Given data =>
◆ ◆ ◆ ◆ ◆ ◆ ◆

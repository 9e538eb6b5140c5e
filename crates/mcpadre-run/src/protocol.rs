//! JSON-RPC frame inspection
//!
//! The pipeline never rewrites payloads; it only peeks at each line to
//! maintain the request registry and emit traffic records. Malformed JSON
//! yields no peek and the line is forwarded untouched.

use serde_json::Value;

/// Which way a frame is travelling.
#[derive(Debug, Clone, Copy, PartialEq, Eq)]
pub enum Direction {
    ClientToServer,
    ServerToClient,
}

impl Direction {
    pub fn as_str(&self) -> &'static str {
        match self {
            Self::ClientToServer => "client→server",
            Self::ServerToClient => "server→client",
        }
    }
}

/// The observable shape of one JSON-RPC frame.
#[derive(Debug, Clone, PartialEq)]
pub struct FramePeek {
    /// Request/response correlation id, absent for notifications.
    pub id: Option<Value>,
    pub method: Option<String>,
    pub has_params: bool,
    pub has_result: bool,
    pub has_error: bool,
}

impl FramePeek {
    /// Inspect one line. `None` when the line is not a JSON object.
    pub fn parse(line: &str) -> Option<Self> {
        let value: Value = serde_json::from_str(line).ok()?;
        let object = value.as_object()?;
        Some(Self {
            id: object.get("id").filter(|id| !id.is_null()).cloned(),
            method: object
                .get("method")
                .and_then(Value::as_str)
                .map(str::to_string),
            has_params: object.contains_key("params"),
            has_result: object.contains_key("result"),
            has_error: object.contains_key("error"),
        })
    }

    /// A request carries a method and an id.
    pub fn is_request(&self) -> bool {
        self.method.is_some() && self.id.is_some()
    }

    /// A notification carries a method but no id.
    pub fn is_notification(&self) -> bool {
        self.method.is_some() && self.id.is_none()
    }

    /// A response carries a result or error for an id.
    pub fn is_response(&self) -> bool {
        self.method.is_none() && (self.has_result || self.has_error)
    }
}
//! Workspace and platform directory resolution
//!
//! Computes the canonical directories templates can reference through
//! `{{dirs.*}}`, plus the per-server directory under the workspace.

use std::collections::HashMap;
use std::path::PathBuf;

use mcpadre_fs::{NormalizedPath, WorkspaceLayout};

use crate::error::{Error, Result};

/// The directory keys addressable from templates.
#[derive(Debug, Clone, Copy, PartialEq, Eq, Hash)]
pub enum DirKey {
    Workspace,
    Home,
    Data,
    Cache,
    Log,
    Config,
    Temp,
    User,
}

impl DirKey {
    /// Parse the `x` of a `{{dirs.x}}` binding.
    pub fn parse(name: &str) -> Option<Self> {
        match name {
            "workspace" => Some(Self::Workspace),
            "home" => Some(Self::Home),
            "data" => Some(Self::Data),
            "cache" => Some(Self::Cache),
            "log" => Some(Self::Log),
            "config" => Some(Self::Config),
            "temp" => Some(Self::Temp),
            "user" => Some(Self::User),
            _ => None,
        }
    }

    pub fn as_str(&self) -> &'static str {
        match self {
            Self::Workspace => "workspace",
            Self::Home => "home",
            Self::Data => "data",
            Self::Cache => "cache",
            Self::Log => "log",
            Self::Config => "config",
            Self::Temp => "temp",
            Self::User => "user",
        }
    }
}

/// Resolves `{{dirs.*}}` keys to absolute paths for one workspace.
#[derive(Debug, Clone)]
pub struct DirectoryResolver {
    layout: WorkspaceLayout,
    /// Environment snapshot used for HOME / MCPADRE_USER_DIR lookups, so
    /// resolution is deterministic and testable.
    env: HashMap<String, String>,
}

impl DirectoryResolver {
    /// Build a resolver from the workspace root and the parent environment.
    pub fn new(workspace_root: impl Into<NormalizedPath>, env: HashMap<String, String>) -> Self {
        Self {
            layout: WorkspaceLayout::new(workspace_root),
            env,
        }
    }

    /// Build a resolver snapshotting the current process environment.
    pub fn from_os_env(workspace_root: impl Into<NormalizedPath>) -> Self {
        Self::new(workspace_root, std::env::vars().collect())
    }

    /// The workspace layout this resolver is rooted at.
    pub fn layout(&self) -> &WorkspaceLayout {
        &self.layout
    }

    /// Resolve one directory key to an absolute path.
    pub fn resolve(&self, key: DirKey) -> Result<NormalizedPath> {
        let path = match key {
            DirKey::Workspace => return Ok(self.layout.workspace_root().clone()),
            DirKey::Home => self
                .home_dir()
                .ok_or(Error::DirUnavailable { dir: "home" })?,
            DirKey::Data => self
                .base_dir(dirs::data_dir())
                .ok_or(Error::DirUnavailable { dir: "data" })?,
            DirKey::Cache => self
                .base_dir(dirs::cache_dir())
                .ok_or(Error::DirUnavailable { dir: "cache" })?,
            DirKey::Log => self
                .base_dir(dirs::data_dir())
                .map(|d| d.join("logs"))
                .ok_or(Error::DirUnavailable { dir: "log" })?,
            DirKey::Config => self
                .base_dir(dirs::config_dir())
                .ok_or(Error::DirUnavailable { dir: "config" })?,
            DirKey::Temp => std::env::temp_dir(),
            DirKey::User => return Ok(NormalizedPath::new(self.user_dir()?)),
        };
        Ok(NormalizedPath::new(path))
    }

    /// Per-server directory `<workspace>/.mcpadre/servers/<name>`.
    pub fn server_dir(&self, name: &str) -> Result<NormalizedPath> {
        Ok(self.layout.server_dir(name)?)
    }

    /// The user-scope root: `$MCPADRE_USER_DIR`, else `$HOME/.mcpadre`.
    pub fn user_dir(&self) -> Result<PathBuf> {
        if let Some(dir) = self.env.get("MCPADRE_USER_DIR") {
            if !dir.is_empty() {
                return Ok(PathBuf::from(dir));
            }
        }
        self.home_dir()
            .map(|home| home.join(".mcpadre"))
            .ok_or(Error::DirUnavailable { dir: "user" })
    }

    fn home_dir(&self) -> Option<PathBuf> {
        self.env
            .get("HOME")
            .filter(|h| !h.is_empty())
            .map(PathBuf::from)
            .or_else(dirs::home_dir)
    }

    fn base_dir(&self, platform: Option<PathBuf>) -> Option<PathBuf> {
        platform.map(|d| d.join("mcpadre"))
    }
}
//! Version-manager probe and reshim
//!
//! After a helper tool (pnpm, uv) is installed through the base runtime,
//! asdf/mise shims go stale until a `reshim`. The probe decides which
//! manager owns the runtime; `auto` classifies the `which`-resolved binary
//! path by substring and refuses to guess when both managers appear in it.

use std::path::Path;
use std::process::Stdio;

use mcpadre_config::VersionManagerConfig;
use tokio::process::Command;

use crate::error::{Error, Result};

/// Which reshim to run after a helper install.
#[derive(Debug, Clone, Copy, PartialEq, Eq)]
pub enum ReshimAction {
    Asdf,
    Mise,
    None,
}

/// Decide the reshim action from the configured manager and the resolved
/// runtime binary path.
pub fn determine_reshim_action(
    config: VersionManagerConfig,
    runtime: &str,
    which_path: Option<&Path>,
) -> Result<ReshimAction> {
    match config {
        VersionManagerConfig::None => Ok(ReshimAction::None),
        VersionManagerConfig::Asdf => Ok(ReshimAction::Asdf),
        VersionManagerConfig::Mise => Ok(ReshimAction::Mise),
        VersionManagerConfig::Auto => {
            let Some(path) = which_path else {
                return Err(Error::VersionManagerAmbiguous {
                    runtime: runtime.to_string(),
                    path: None,
                });
            };
            let path_str = path.to_string_lossy();
            let has_asdf = path_str.contains("asdf");
            let has_mise = path_str.contains("mise");
            match (has_asdf, has_mise) {
                (true, true) => Err(Error::VersionManagerAmbiguous {
                    runtime: runtime.to_string(),
                    path: Some(path_str.into_owned()),
                }),
                (true, false) => Ok(ReshimAction::Asdf),
                (false, true) => Ok(ReshimAction::Mise),
                (false, false) => Ok(ReshimAction::None),
            }
        }
    }
}

/// Run `<manager> reshim <runtime>`. Sequential, no retries; a failing
/// reshim is surfaced, not swallowed.
pub async fn reshim(action: ReshimAction, runtime: &str) -> Result<()> {
    let manager = match action {
        ReshimAction::Asdf => "asdf",
        ReshimAction::Mise => "mise",
        ReshimAction::None => return Ok(()),
    };

    tracing::debug!(manager, runtime, "running reshim");
    let output = Command::new(manager)
        .args(["reshim", runtime])
        .stdin(Stdio::null())
        .stdout(Stdio::null())
        .stderr(Stdio::piped())
        .output()
        .await
        .map_err(|e| Error::PrereqInstallFailed {
            tool: manager.to_string(),
            detail: e.to_string(),
        })?;

    if output.status.success() {
        Ok(())
    } else {
        Err(Error::PrereqInstallFailed {
            tool: manager.to_string(),
            detail: format!(
                "reshim {runtime} exited {}: {}",
                output.status,
                String::from_utf8_lossy(&output.stderr).trim()
            ),
        })
    }
}
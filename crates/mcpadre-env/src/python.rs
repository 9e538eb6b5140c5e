//! Python environment manager
//!
//! Materializes a uv-driven environment: `pyproject.toml` with the single
//! pinned dependency, `.python-version` / `.tool-versions` interpreter
//! pins, and a `.venv` kept current by `uv sync`.

use async_trait::async_trait;
use mcpadre_config::PythonSpec;
use tokio::process::Command;

use crate::error::{Error, Result};
use crate::provider::{
    DriftAction, DriftReport, EnvironmentProvider, LaunchSpec, ProviderContext, UpgradePolicy,
    is_version_downgrade,
};
use crate::pyproject::{PyprojectFields, generate_pyproject, parse_pyproject};
use crate::registry::pypi_requires_python;
use crate::version_manager::{determine_reshim_action, reshim};

pub struct PythonEnvProvider {
    spec: PythonSpec,
}

impl PythonEnvProvider {
    pub fn new(spec: PythonSpec) -> Self {
        Self { spec }
    }

    /// The `requires-python` expression this spec should materialize.
    ///
    /// Precedence: explicit `pythonVersion` pin, then the release's PyPI
    /// `requires_python` when recognizable, then the system interpreter's
    /// `>=X.Y`.
    async fn desired_requires_python(&self) -> Result<String> {
        if let Some(pin) = &self.spec.python_version {
            return Ok(format!("=={pin}"));
        }
        if let Some(raw) = pypi_requires_python(&self.spec.package, &self.spec.version).await {
            if let Some(normalized) = normalize_requires_python(&raw) {
                return Ok(normalized);
            }
            tracing::debug!(raw = %raw, "unrecognizable requires_python from PyPI, falling back");
        }
        system_requires_python().await
    }

    /// Compare an existing manifest against this spec, one stable line per
    /// changed axis.
    fn change_lines(&self, installed: &PyprojectFields, desired_requires: &str) -> Vec<String> {
        let mut changes = Vec::new();
        if installed.requires_python != desired_requires {
            changes.push(format!(
                "Python version: {} → {}",
                installed.requires_python, desired_requires
            ));
        }
        let desired_dependency = format!("{}=={}", self.spec.package, self.spec.version);
        if installed.dependency != desired_dependency {
            changes.push(format!(
                "Package version: {} → {}",
                installed.dependency, desired_dependency
            ));
        }
        changes
    }

    /// The interpreter version written to `.python-version`: the exact pin
    /// when one exists, otherwise the system interpreter's version.
    async fn interpreter_version(&self) -> Result<String> {
        if let Some(pin) = &self.spec.python_version {
            return Ok(pin.clone());
        }
        let (version, _) = system_python_version().await?;
        Ok(version)
    }
}

/// Validate and normalize a PyPI `requires_python` string. Unrecognizable
/// values yield `None` so callers fall back to the system interpreter.
pub fn normalize_requires_python(raw: &str) -> Option<String> {
    let trimmed = raw.trim();
    if trimmed.is_empty() {
        return None;
    }
    let specifier =
        regex::Regex::new(r"^(==|>=|<=|~=|!=|>|<)\s*[0-9][0-9A-Za-z.*]*$").expect("valid pattern");
    let all_valid = trimmed
        .split(',')
        .map(str::trim)
        .all(|part| specifier.is_match(part));
    all_valid.then(|| {
        trimmed
            .split(',')
            .map(str::trim)
            .collect::<Vec<_>>()
            .join(",")
    })
}

/// The full version and `>=X.Y` expression of the system interpreter.
async fn system_python_version() -> Result<(String, String)> {
    let binary = python_binary()?;
    let output = crate::probe::probe_output(Command::new(&binary).arg("--version"))
        .await
        .map_err(|e| Error::PrereqMissing {
            tool: "python".to_string(),
            detail: e.to_string(),
        })?;
    let text = String::from_utf8_lossy(&output.stdout);
    let text = if text.trim().is_empty() {
        String::from_utf8_lossy(&output.stderr)
    } else {
        text
    };

    let version = text
        .trim()
        .strip_prefix("Python ")
        .map(str::to_string)
        .ok_or_else(|| Error::PrereqMissing {
            tool: "python".to_string(),
            detail: format!("unexpected --version output: {}", text.trim()),
        })?;
    let minor = version
        .split('.')
        .take(2)
        .collect::<Vec<_>>()
        .join(".");
    Ok((version, format!(">={minor}")))
}

async fn system_requires_python() -> Result<String> {
    system_python_version().await.map(|(_, expr)| expr)
}

fn python_binary() -> Result<std::path::PathBuf> {
    which::which("python3")
        .or_else(|_| which::which("python"))
        .map_err(|e| Error::PrereqMissing {
            tool: "python".to_string(),
            detail: e.to_string(),
        })
}

#[async_trait]
impl EnvironmentProvider for PythonEnvProvider {
    fn kind(&self) -> &'static str {
        "python"
    }

    async fn ensure_prerequisites(&self, ctx: &ProviderContext) -> Result<()> {
        let binary = python_binary()?;
        let version = crate::probe::probe_output(Command::new(&binary).arg("--version"))
            .await
            .map_err(|e| Error::PrereqMissing {
                tool: "python".to_string(),
                detail: e.to_string(),
            })?;
        if !version.status.success() {
            return Err(Error::PrereqMissing {
                tool: "python".to_string(),
                detail: "python --version failed".to_string(),
            });
        }

        if which::which("uv").is_ok() {
            return Ok(());
        }

        tracing::info!("uv not found, installing via pip");
        let install = Command::new(&binary)
            .args(["-m", "pip", "install", "uv"])
            .output()
            .await
            .map_err(|e| Error::PrereqInstallFailed {
                tool: "uv".to_string(),
                detail: e.to_string(),
            })?;
        if !install.status.success() {
            return Err(Error::PrereqInstallFailed {
                tool: "uv".to_string(),
                detail: String::from_utf8_lossy(&install.stderr).trim().to_string(),
            });
        }

        let action = determine_reshim_action(
            ctx.options.python_version_manager,
            "python",
            Some(binary.as_path()),
        )?;
        reshim(action, "python").await
    }

    async fn detect_drift(
        &self,
        ctx: &ProviderContext,
        policy: UpgradePolicy,
    ) -> Result<DriftReport> {
        let manifest_path = ctx.server_dir.join("pyproject.toml");
        if !manifest_path.is_file() {
            return Ok(DriftReport::create());
        }

        let installed = parse_pyproject(&mcpadre_fs::io::read_text(&manifest_path)?)?;
        let desired_requires = self.desired_requires_python().await?;
        let changes = self.change_lines(&installed, &desired_requires);
        if changes.is_empty() {
            Ok(DriftReport::sync())
        } else {
            let downgrade = installed
                .dependency
                .split_once("==")
                .is_some_and(|(_, old)| is_version_downgrade(old, &self.spec.version));
            Ok(DriftReport::changed(changes, policy.permits(downgrade)))
        }
    }

    async fn materialize(&self, ctx: &ProviderContext, report: &DriftReport) -> Result<()> {
        match report.action {
            DriftAction::Skip => return Ok(()),
            DriftAction::Sync => {
                let venv_current = ctx.server_dir.join(".venv").is_dir()
                    && ctx.server_dir.join("uv.lock").is_file();
                if venv_current {
                    return Ok(());
                }
            }
            DriftAction::Create | DriftAction::Upgrade => {}
        }

        let requires_python = self.desired_requires_python().await?;
        let manifest = generate_pyproject(
            &ctx.server_name,
            &self.spec.package,
            &self.spec.version,
            &requires_python,
        );
        mcpadre_fs::io::write_text_if_changed(&ctx.server_dir.join("pyproject.toml"), &manifest)?;

        let interpreter = self.interpreter_version().await?;
        mcpadre_fs::io::write_text_if_changed(
            &ctx.server_dir.join(".python-version"),
            &format!("{interpreter}\n"),
        )?;
        mcpadre_fs::io::write_text_if_changed(
            &ctx.server_dir.join(".tool-versions"),
            &format!("python {interpreter}\n"),
        )?;

        let sync = Command::new("uv")
            .arg("sync")
            .current_dir(ctx.server_dir.to_native())
            .output()
            .await
            .map_err(|e| Error::InstallFailed {
                step: "uv sync".to_string(),
                detail: e.to_string(),
            })?;
        if !sync.status.success() {
            return Err(Error::InstallFailed {
                step: "uv sync".to_string(),
                detail: String::from_utf8_lossy(&sync.stderr).trim().to_string(),
            });
        }
        Ok(())
    }

    async fn build_launch(&self, ctx: &ProviderContext) -> Result<LaunchSpec> {
        Ok(LaunchSpec {
            program: "uv".to_string(),
            args: vec!["run".to_string(), "--".to_string(), self.spec.package.clone()],
            cwd: ctx.server_dir.to_native(),
            env: ctx.child_env(),
        })
    }
}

◆ ◆ ◆ ◆ ◆ ◆ ◆

Aim of the task => Which of the lines above carry the string "DirKey"? Copy every one.

Problem solution =>
pub enum DirKey {
impl DirKey {
    pub fn resolve(&self, key: DirKey) -> Result<NormalizedPath> {
            DirKey::Workspace => return Ok(self.layout.workspace_root().clone()),
            DirKey::Home => self
            DirKey::Data => self
            DirKey::Cache => self
            DirKey::Log => self
            DirKey::Config => self
            DirKey::Temp => std::env::temp_dir(),
            DirKey::User => return Ok(NormalizedPath::new(self.user_dir()?)),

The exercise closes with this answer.